In order to elucidate the temporal sequence of events in the metabolic pathway, a time course experiment following formation of the metabolites was conducted using clone A replicon cells or primary human hepatocytes incubated with 5 μM [3H]PSI-352938 for up to 72 h or 48 h, respectively. These two different cell types were used since clone A cells have been used in our antiviral activity assays in vitro and primary human hepatocytes are a more physiologically relevant model. The HPLC chromatograms after incubation of clone A or primary human hepatocytes with [3H]PSI-352938 for 8 h are shown in Fig. 2A and B, respectively, and the time courses of formation of the metabolites in clone A cells and primary human hepatocytes are shown in Fig. 2C and D, respectively. In clone A, the metabolites detected were M2, M7, M8, and PSI-352666 (Fig. 2C). The predominant metabolite formed throughout the 72-h time course was M2, which accumulated rapidly and remained at a concentration between 2 and 3 μM for up to 72 h. The level of the active triphosphate PSI-352666 increased linearly over the time course, and at 72 h, the concentration was 1.7 μM. The nucleoside metabolite M7 and the diphosphate M8 were formed at low levels over the time course, and they were undetectable at the early time points (Fig. 2A and C). Other metabolites (M1, M3, M4, M5, and M6) were not detected.
Fig 2.
Metabolism of PSI-352938 in clone A and primary human hepatocytes. (A and B) HPLC chromatogram of the cell extract collected from clone A cells (A) or primary human hepatocytes (B) after 8 h of incubation with 5 μM radiolabeled PSI-352938. (C and D) Dependence of intracellular concentrations of PSI-352938 metabolites on incubation time in clone A cells (C) or primary human hepatocytes (D). The time points were defined as the times when cells were trypsinized.

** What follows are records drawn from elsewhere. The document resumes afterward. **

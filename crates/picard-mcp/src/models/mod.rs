//! Memory domain types and tool input models.
//!
//! Identifiers are UUIDs and timestamps RFC 3339 on the wire.

mod enums;
mod inputs;
mod memory;

pub use enums::{Permission, Persona};
pub use inputs::*;
pub use memory::{
    Memory, MemoryRecord, QueryMemoryResult, QueryScope, QueryUserResult, ScoredMemory,
};
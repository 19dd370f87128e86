//! SQLite persistence for users, OAuth credentials and memories.
//!
//! One [`SqliteStore`] implements every repository seam, so a deployment can
//! hand the same pool to the OAuth provider, the user service and the memory
//! service. Timestamps are stored as Unix milliseconds, identifiers as text,
//! embeddings as little-endian `f32` blobs.

mod memories;
mod oauth;
mod users;

use std::str::FromStr;
use std::time::Duration;

use chrono::{DateTime, Utc};
use sqlx::sqlite::{SqliteConnectOptions, SqlitePool, SqlitePoolOptions};
use tracing::{debug, info};
use uuid::Uuid;

use crate::error::{StoreError, StoreResult};

const SCHEMA: &[&str] = &[
    r"CREATE TABLE IF NOT EXISTS users (
        id TEXT PRIMARY KEY,
        username TEXT NOT NULL UNIQUE,
        password_hash TEXT NOT NULL,
        is_admin INTEGER NOT NULL DEFAULT 0,
        created_at INTEGER NOT NULL
    )",
    r"CREATE TABLE IF NOT EXISTS oauth_clients (
        client_id TEXT PRIMARY KEY,
        client_name TEXT NOT NULL,
        secret_hash TEXT,
        redirect_uris TEXT NOT NULL,
        allowed_scopes TEXT NOT NULL,
        created_at INTEGER NOT NULL,
        updated_at INTEGER NOT NULL
    )",
    r"CREATE TABLE IF NOT EXISTS auth_codes (
        code_hash TEXT PRIMARY KEY,
        client_id TEXT NOT NULL,
        user_id TEXT NOT NULL,
        redirect_uri TEXT NOT NULL,
        scopes TEXT NOT NULL,
        code_challenge TEXT NOT NULL,
        code_challenge_method TEXT NOT NULL,
        expires_at INTEGER NOT NULL,
        consumed INTEGER NOT NULL DEFAULT 0
    )",
    r"CREATE TABLE IF NOT EXISTS access_tokens (
        token_hash TEXT PRIMARY KEY,
        client_id TEXT NOT NULL,
        user_id TEXT NOT NULL,
        scopes TEXT NOT NULL,
        family_id TEXT NOT NULL,
        expires_at INTEGER NOT NULL,
        revoked INTEGER NOT NULL DEFAULT 0
    )",
    r"CREATE TABLE IF NOT EXISTS refresh_tokens (
        token_hash TEXT PRIMARY KEY,
        client_id TEXT NOT NULL,
        user_id TEXT NOT NULL,
        scopes TEXT NOT NULL,
        family_id TEXT NOT NULL,
        generation INTEGER NOT NULL,
        expires_at INTEGER NOT NULL,
        state TEXT NOT NULL
    )",
    r"CREATE TABLE IF NOT EXISTS memories (
        id TEXT PRIMARY KEY,
        owner_id TEXT NOT NULL,
        ciphertext TEXT NOT NULL,
        permission TEXT NOT NULL,
        embedding BLOB NOT NULL,
        expires_at INTEGER,
        created_at INTEGER NOT NULL,
        updated_at INTEGER NOT NULL
    )",
    "CREATE INDEX IF NOT EXISTS idx_access_tokens_family ON access_tokens(family_id)",
    "CREATE INDEX IF NOT EXISTS idx_refresh_tokens_family ON refresh_tokens(family_id)",
    "CREATE INDEX IF NOT EXISTS idx_memories_owner ON memories(owner_id, created_at)",
    "CREATE INDEX IF NOT EXISTS idx_memories_permission ON memories(permission, created_at)",
];

/// SQLite-backed implementation of every repository trait.
#[derive(Clone)]
pub struct SqliteStore {
    pool: SqlitePool,
}

impl std::fmt::Debug for SqliteStore {
    fn fmt(&self, f: &mut std::fmt::Formatter<'_>) -> std::fmt::Result {
        f.debug_struct("SqliteStore").field("size", &self.pool.size()).finish()
    }
}

impl SqliteStore {
    /// Open (creating if missing) the database at `url` and apply the schema.
    pub async fn connect(url: &str) -> StoreResult<Self> {
        let options = SqliteConnectOptions::from_str(url)?.create_if_missing(true);

        let pool = SqlitePoolOptions::new()
            // SQLite is single-writer, but can have multiple readers
            .max_connections(8)
            .acquire_timeout(Duration::from_secs(10))
            .idle_timeout(Duration::from_secs(600))
            .connect_with(options)
            .await?;

        let store = Self { pool };
        store.init_schema().await?;
        info!(url, "SQLite store ready");
        Ok(store)
    }

    /// A private in-memory database. Lives as long as the store does.
    pub async fn in_memory() -> StoreResult<Self> {
        let options = SqliteConnectOptions::from_str("sqlite::memory:")?;

        // Every connection to :memory: is a separate database; pin one.
        let pool = SqlitePoolOptions::new()
            .max_connections(1)
            .min_connections(1)
            .idle_timeout(None)
            .max_lifetime(None)
            .connect_with(options)
            .await?;

        let store = Self { pool };
        store.init_schema().await?;
        Ok(store)
    }

    #[must_use]
    pub const fn pool(&self) -> &SqlitePool {
        &self.pool
    }

    async fn init_schema(&self) -> StoreResult<()> {
        for statement in SCHEMA {
            sqlx::query(statement).execute(&self.pool).await?;
        }
        debug!(statements = SCHEMA.len(), "Schema applied");
        Ok(())
    }
}

// ─── Column encoding ──────────────────────────────────────────────────────

fn encode_time(at: DateTime<Utc>) -> i64 {
    at.timestamp_millis()
}

fn decode_time(millis: i64) -> StoreResult<DateTime<Utc>> {
    DateTime::from_timestamp_millis(millis)
        .ok_or_else(|| StoreError::corrupt(format!("timestamp out of range: {millis}")))
}

fn decode_uuid(text: &str) -> StoreResult<Uuid> {
    Uuid::parse_str(text).map_err(|e| StoreError::corrupt(format!("bad uuid '{text}': {e}")))
}

/// Map a unique-constraint violation to [`StoreError::Conflict`].
fn conflict_on_unique(err: sqlx::Error, what: &str) -> StoreError {
    let unique = matches!(&err, sqlx::Error::Database(db) if db.is_unique_violation());
    if unique { StoreError::Conflict(what.to_string()) } else { StoreError::Database(err) }
}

In primary human hepatocytes, all of the metabolites with the exception of M3 were detected at 8 h (Fig. 2B). Most of the metabolites were able to be separated using an anion-exchange column; however, M1 and M4 eluted together (Fig. 2B). The predominant metabolite was the active triphosphate PSI-352666, which formed after 2 h of incubation with PSI-352938 (Fig. 2D). The maximum intracellular concentration (∼11 μM) was reached at about 8 h followed by a gradual decline to ∼4 μM at the 48-h time point. M2 was formed early in the time course and peaked at 2 h with a maximum concentration of ∼6 μM, which then gradually declined. The intracellular levels of the monophosphate M5 were maintained a significant level (2 to 3 μM) for 24 h and declined to 1 μM at 48 h. The concentration of the diphosphate metabolite, M8, was initially lower than M5 at the earlier time points but increased after 4 h of incubation. The concentration of M1 and M4 combined remained low (below 2 μM) throughout the time course. Among the two nucleoside metabolites, a significant level of M6 (∼4 μM) was formed by 2 h and slowly declined and the intracellular levels of M7 remained low throughout the time course (∼1.5 μM).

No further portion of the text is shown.